Fascin inhibitor increases intratumoral dendritic cell activation and anti-cancer immunity

SUMMARY Fascin protein is the main actin-bundling protein in filopodia and invadopodia, which are critical for tumor cell migration, invasion, and metastasis. Small-molecule fascin inhibitors block tumor invasion and metastasis and increase the overall survival of tumor-bearing mice. Here, we report a finding that fascin blockade additionally reinvigorates anti-tumor immune response in syngeneic mouse models of various cancers. Fascin protein levels are increased in conventional dendritic cells (cDCs) in the tumor microenvironment. Mechanistically, fascin inhibitor NP-G2–044 increases the number of intratumoral-activated cDCs and enhances the antigen uptake by cDCs. Furthermore, together with PD-1 blocking antibody, NP-G2–044 markedly increases the number of activated CD8+ T cells in the otherwise anti-PD-1 refractory tumors.
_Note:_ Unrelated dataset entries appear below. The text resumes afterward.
pub mod config;
pub mod domain;
pub mod errors;
pub mod flows;
pub mod pricing;
pub mod services;
pub mod store;

pub use domain::activity::{ActivityLog, ActivityLogId, ActivityType, EntityRef, NewActivity};
pub use domain::inquiry::{Inquiry, InquiryDetails, InquiryId, InquiryInput, InquiryStatus};
pub use domain::proposal::{
    LineItem, LineItemId, LineItemInput, PackageId, PackageInput, Proposal, ProposalDraft,
    ProposalId, ProposalPackage, ProposalStatus,
};
pub use domain::user::UserId;
pub use errors::{
    ApplicationError, DomainError, InterfaceError, PricingError, StorageError, TransitionError,
    ValidationError,
};
pub use flows::{assert_transition, can_transition_to, classify, valid_transitions, TransitionKind};
pub use services::{InquiryService, ProposalService, StatusChange};
pub use store::{
    ActivitySink, InMemoryStore, InquiryRepository, ProposalRepository, Store, UnitOfWork,
};
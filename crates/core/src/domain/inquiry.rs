use std::fmt;
use std::str::FromStr;

use chrono::{DateTime, NaiveDate, Utc};
use serde::{Deserialize, Serialize};
use thiserror::Error;
use uuid::Uuid;

use crate::domain::user::UserId;
use crate::errors::ValidationError;

#[derive(Clone, Debug, PartialEq, Eq, Hash, PartialOrd, Ord, Serialize, Deserialize)]
pub struct InquiryId(pub String);

impl InquiryId {
    pub fn generate() -> Self {
        Self(Uuid::new_v4().to_string())
    }
}

impl fmt::Display for InquiryId {
    fn fmt(&self, f: &mut fmt::Formatter<'_>) -> fmt::Result {
        f.write_str(&self.0)
    }
}

/// Sales pipeline status of an inquiry. The serialized names are the stored and wire-visible
/// vocabulary and must not change.
#[derive(Clone, Copy, Debug, PartialEq, Eq, Hash, PartialOrd, Ord, Serialize, Deserialize)]
#[serde(rename_all = "SCREAMING_SNAKE_CASE")]
pub enum InquiryStatus {
    New,
    InReview,
    WaitingOnClient,
    Quoting,
    QuotedWaiting,
    AcceptedNotBooked,
    Booked,
    Lost,
    Disqualified,
    Expired,
}

impl InquiryStatus {
    pub const ALL: [InquiryStatus; 10] = [
        Self::New,
        Self::InReview,
        Self::WaitingOnClient,
        Self::Quoting,
        Self::QuotedWaiting,
        Self::AcceptedNotBooked,
        Self::Booked,
        Self::Lost,
        Self::Disqualified,
        Self::Expired,
    ];

    /// Statuses that close an inquiry negatively.
    pub const NEGATIVE: [InquiryStatus; 3] = [Self::Lost, Self::Disqualified, Self::Expired];

    pub fn as_str(self) -> &'static str {
        match self {
            Self::New => "NEW",
            Self::InReview => "IN_REVIEW",
            Self::WaitingOnClient => "WAITING_ON_CLIENT",
            Self::Quoting => "QUOTING",
            Self::QuotedWaiting => "QUOTED_WAITING",
            Self::AcceptedNotBooked => "ACCEPTED_NOT_BOOKED",
            Self::Booked => "BOOKED",
            Self::Lost => "LOST",
            Self::Disqualified => "DISQUALIFIED",
            Self::Expired => "EXPIRED",
        }
    }

    pub fn label(self) -> &'static str {
        match self {
            Self::New => "New",
            Self::InReview => "In Review",
            Self::WaitingOnClient => "Waiting on Client",
            Self::Quoting => "Quoting",
            Self::QuotedWaiting => "Quoted — Waiting",
            Self::AcceptedNotBooked => "Accepted (Not Booked)",
            Self::Booked => "Booked",
            Self::Lost => "Lost",
            Self::Disqualified => "Disqualified",
            Self::Expired => "Expired",
        }
    }

    /// Wire name with underscores turned into spaces, e.g. `IN REVIEW`.
    pub fn humanized(self) -> String {
        self.as_str().replace('_', " ")
    }

    /// Ordinal position in the sales pipeline; negative statuses have no stage.
    pub fn stage(self) -> Option<u8> {
        match self {
            Self::New => Some(0),
            Self::InReview => Some(1),
            Self::WaitingOnClient => Some(2),
            Self::Quoting => Some(3),
            Self::QuotedWaiting => Some(4),
            Self::AcceptedNotBooked => Some(5),
            Self::Booked => Some(6),
            Self::Lost | Self::Disqualified | Self::Expired => None,
        }
    }

    pub fn is_negative(self) -> bool {
        Self::NEGATIVE.contains(&self)
    }

    pub fn is_terminal(self) -> bool {
        self == Self::Booked || self.is_negative()
    }
}

impl fmt::Display for InquiryStatus {
    fn fmt(&self, f: &mut fmt::Formatter<'_>) -> fmt::Result {
        f.write_str(self.as_str())
    }
}

#[derive(Clone, Debug, Error, PartialEq, Eq)]
#[error("unknown inquiry status `{0}`")]
pub struct UnknownInquiryStatus(pub String);

impl FromStr for InquiryStatus {
    type Err = UnknownInquiryStatus;

    fn from_str(value: &str) -> Result<Self, Self::Err> {
        let normalized = value.trim().to_ascii_uppercase();
        Self::ALL
            .into_iter()
            .find(|status| status.as_str() == normalized)
            .ok_or_else(|| UnknownInquiryStatus(value.to_owned()))
    }
}

/// Normalized contact and event details of an inquiry.
#[derive(Clone, Debug, PartialEq, Eq, Serialize, Deserialize)]
pub struct InquiryDetails {
    pub contact_name: String,
    pub contact_email: String,
    pub contact_phone: Option<String>,
    pub event_type: String,
    pub event_date: Option<NaiveDate>,
    pub address1: Option<String>,
    pub address2: Option<String>,
    pub city: Option<String>,
    pub state: Option<String>,
    pub zip_code: Option<String>,
    pub guest_count_adults: Option<u32>,
    pub guest_count_children: Option<u32>,
    pub vision_notes: Option<String>,
    pub source: Option<String>,
}

#[derive(Clone, Debug, PartialEq, Eq, Serialize, Deserialize)]
pub struct Inquiry {
    pub id: InquiryId,
    pub details: InquiryDetails,
    pub status: InquiryStatus,
    pub assigned_to: Option<UserId>,
    pub created_at: DateTime<Utc>,
    pub updated_at: DateTime<Utc>,
}

impl Inquiry {
    /// A freshly received lead.
    pub fn new(details: InquiryDetails, now: DateTime<Utc>) -> Self {
        Self {
            id: InquiryId::generate(),
            details,
            status: InquiryStatus::New,
            assigned_to: None,
            created_at: now,
            updated_at: now,
        }
    }
}

/// Raw intake form values before normalization.
#[derive(Clone, Debug, Default, PartialEq, Eq, Serialize, Deserialize)]
#[serde(default)]
pub struct InquiryInput {
    pub contact_name: String,
    pub contact_email: String,
    pub contact_phone: Option<String>,
    pub event_type: String,
    pub event_date: Option<NaiveDate>,
    pub address1: Option<String>,
    pub address2: Option<String>,
    pub city: Option<String>,
    pub state: Option<String>,
    pub zip_code: Option<String>,
    pub guest_count_adults: Option<i64>,
    pub guest_count_children: Option<i64>,
    pub vision_notes: Option<String>,
    pub source: Option<String>,
}

impl InquiryInput {
    pub fn normalize(self) -> Result<InquiryDetails, ValidationError> {
        let contact_name = required("contact_name", &self.contact_name)?;
        let contact_email = normalize_email(&self.contact_email)?;
        let event_type = required("event_type", &self.event_type)?;

        Ok(InquiryDetails {
            contact_name,
            contact_email,
            contact_phone: optional(self.contact_phone),
            event_type,
            event_date: self.event_date,
            address1: optional(self.address1),
            address2: optional(self.address2),
            city: optional(self.city),
            state: optional(self.state),
            zip_code: optional(self.zip_code),
            guest_count_adults: guest_count("guest_count_adults", self.guest_count_adults)?,
            guest_count_children: guest_count("guest_count_children", self.guest_count_children)?,
            vision_notes: optional(self.vision_notes),
            source: optional(self.source),
        })
    }
}

fn required(field: &'static str, value: &str) -> Result<String, ValidationError> {
    let trimmed = value.trim();
    if trimmed.is_empty() {
        return Err(ValidationError::MissingField { field });
    }
    Ok(trimmed.to_owned())
}

fn optional(value: Option<String>) -> Option<String> {
    value.map(|value| value.trim().to_owned()).filter(|value| !value.is_empty())
}

fn normalize_email(value: &str) -> Result<String, ValidationError> {
    let email = value.trim().to_lowercase();
    if email.is_empty() {
        return Err(ValidationError::MissingField { field: "contact_email" });
    }

    let well_formed = match email.split_once('@') {
        Some((local, domain)) => {
            !local.is_empty()
                && !domain.contains('@')
                && !email.contains(char::is_whitespace)
                && domain.split('.').count() >= 2
                && domain.split('.').all(|label| !label.is_empty())
        }
        None => false,
    };
    if !well_formed {
        return Err(ValidationError::InvalidEmail { value: value.trim().to_owned() });
    }
    Ok(email)
}

fn guest_count(field: &'static str, value: Option<i64>) -> Result<Option<u32>, ValidationError> {
    match value {
        None => Ok(None),
        Some(count) => u32::try_from(count)
            .map(Some)
            .map_err(|_| ValidationError::NegativeCount { field, value: count }),
    }
}
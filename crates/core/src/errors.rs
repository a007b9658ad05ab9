use thiserror::Error;

use crate::domain::inquiry::InquiryStatus;

#[derive(Clone, Debug, Error, PartialEq, Eq)]
pub enum TransitionError {
    #[error("status is already {status}")]
    SameStatus { status: InquiryStatus },
    #[error(
        "cannot transition from {from} to {to}; valid transitions: {}",
        render_allowed(.allowed)
    )]
    InvalidTransition { from: InquiryStatus, to: InquiryStatus, allowed: Vec<InquiryStatus> },
}

fn render_allowed(allowed: &[InquiryStatus]) -> String {
    if allowed.is_empty() {
        return "none".to_owned();
    }
    allowed.iter().map(|status| status.as_str()).collect::<Vec<_>>().join(", ")
}

/// Malformed caller input. Package and item positions are zero-based submission indexes.
#[derive(Clone, Debug, Error, PartialEq, Eq)]
pub enum ValidationError {
    #[error("{field} is required")]
    MissingField { field: &'static str },
    #[error("`{value}` is not a valid email address")]
    InvalidEmail { value: String },
    #[error("{field} cannot be negative (got {value})")]
    NegativeCount { field: &'static str, value: i64 },
    #[error("message is required")]
    BlankMessage,
    #[error("a proposal must have at least one package")]
    NoPackages,
    #[error("package #{package} must have a name")]
    BlankPackageName { package: usize },
    #[error("package \"{name}\" must have at least one item")]
    EmptyPackage { package: usize, name: String },
    #[error("item #{item} of package \"{name}\" must have a title")]
    BlankItemTitle { package: usize, name: String, item: usize },
    #[error(
        "item \"{title}\" of package \"{name}\" has quantity {quantity}; \
         quantity must be at least 1"
    )]
    InvalidQuantity { package: usize, name: String, item: usize, title: String, quantity: i64 },
    #[error(
        "item \"{title}\" of package \"{name}\" has unit price {unit_cents}; \
         price cannot be negative"
    )]
    NegativeUnitPrice { package: usize, name: String, item: usize, title: String, unit_cents: i64 },
    #[error("item \"{title}\" of package \"{name}\" totals more cents than can be represented")]
    ItemTotalOverflow { package: usize, name: String, item: usize, title: String },
    #[error("package \"{name}\" totals more cents than can be represented")]
    PackageTotalOverflow { package: usize, name: String },
    #[error("package \"{name}\" has currency `{currency}`; expected a three-letter uppercase code")]
    InvalidCurrency { package: usize, name: String, currency: String },
    #[error("proposal expiry must be between 1 and 365 days (got {days})")]
    ExpiryOutOfRange { days: i64 },
    #[error("package {package_id} does not belong to proposal {proposal_id}")]
    UnknownPackage { proposal_id: String, package_id: String },
}

#[derive(Clone, Debug, Error, PartialEq, Eq)]
pub enum PricingError {
    #[error("quantity must be at least 1 (got {0})")]
    InvalidQuantity(i64),
    #[error("unit price cannot be negative (got {0} cents)")]
    NegativeUnitPrice(i64),
    #[error("amount exceeds the representable range of cents")]
    Overflow,
}

/// Opaque failure from the persistence port. The unit of work it happened in is abandoned.
#[derive(Clone, Debug, Error, PartialEq, Eq)]
#[error("storage failure: {message}")]
pub struct StorageError {
    pub message: String,
}

impl StorageError {
    pub fn new(message: impl Into<String>) -> Self {
        Self { message: message.into() }
    }
}

#[derive(Clone, Debug, Error, PartialEq, Eq)]
pub enum DomainError {
    #[error(transparent)]
    Transition(#[from] TransitionError),
    #[error(transparent)]
    Validation(#[from] ValidationError),
    #[error(transparent)]
    Pricing(#[from] PricingError),
}

#[derive(Clone, Debug, Error, PartialEq, Eq)]
pub enum ApplicationError {
    #[error(transparent)]
    Domain(#[from] DomainError),
    #[error(transparent)]
    Storage(#[from] StorageError),
    #[error("configuration failure: {0}")]
    Configuration(String),
}

impl From<TransitionError> for ApplicationError {
    fn from(value: TransitionError) -> Self {
        Self::Domain(DomainError::Transition(value))
    }
}

impl From<ValidationError> for ApplicationError {
    fn from(value: ValidationError) -> Self {
        Self::Domain(DomainError::Validation(value))
    }
}

impl From<PricingError> for ApplicationError {
    fn from(value: PricingError) -> Self {
        Self::Domain(DomainError::Pricing(value))
    }
}

impl ApplicationError {
    pub fn as_transition(&self) -> Option<&TransitionError> {
        match self {
            Self::Domain(DomainError::Transition(error)) => Some(error),
            _ => None,
        }
    }

    pub fn as_validation(&self) -> Option<&ValidationError> {
        match self {
            Self::Domain(DomainError::Validation(error)) => Some(error),
            _ => None,
        }
    }
}

#[derive(Clone, Debug, Error, PartialEq, Eq)]
pub enum InterfaceError {
    #[error("bad request: {message}")]
    BadRequest { message: String, correlation_id: String },
    #[error("service unavailable: {message}")]
    ServiceUnavailable { message: String, correlation_id: String },
    #[error("internal error: {message}")]
    Internal { message: String, correlation_id: String },
}

impl InterfaceError {
    pub fn user_message(&self) -> &'static str {
        match self {
            Self::BadRequest { .. } => {
                "The request could not be processed. Check inputs and try again."
            }
            Self::ServiceUnavailable { .. } => {
                "The service is temporarily unavailable. Please retry shortly."
            }
            Self::Internal { .. } => "An unexpected internal error occurred.",
        }
    }
}

impl ApplicationError {
    pub fn into_interface(self, correlation_id: impl Into<String>) -> InterfaceError {
        let correlation_id = correlation_id.into();
        let mut mapped = InterfaceError::from(self);
        match &mut mapped {
            InterfaceError::BadRequest { correlation_id: id, .. }
            | InterfaceError::ServiceUnavailable { correlation_id: id, .. }
            | InterfaceError::Internal { correlation_id: id, .. } => *id = correlation_id,
        }
        mapped
    }
}

impl From<ApplicationError> for InterfaceError {
    fn from(value: ApplicationError) -> Self {
        match value {
            ApplicationError::Domain(error) => {
                let correlation_id = "unassigned".to_owned();
                Self::BadRequest { message: error.to_string(), correlation_id }
            }
            ApplicationError::Storage(error) => Self::ServiceUnavailable {
                message: error.message,
                correlation_id: "unassigned".to_owned(),
            },
            ApplicationError::Configuration(message) => {
                Self::Internal { message, correlation_id: "unassigned".to_owned() }
            }
        }
    }
}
Reduction of fascin levels in cDCs, but not fascin gene knockout in tumor cells, mimics the anti-tumor immune effect of NP-G2–044. These data demonstrate that fascin inhibitor NP-G2–044 simultaneously limits tumor metastasis and reinvigorates anti-tumor immune responses.
Graphical Abstract
In brief Wang et al. report that fascin inhibitors act on intratumoral dendritic cells to block the migration and increase the antigen uptake. Together with anti-PD-1 antibody, fascin inhibitors increase the number of intratumoral proliferating and activated CD8+ T cells and the overall survival of mice bearing the otherwise anti-PD-1 refractory tumors.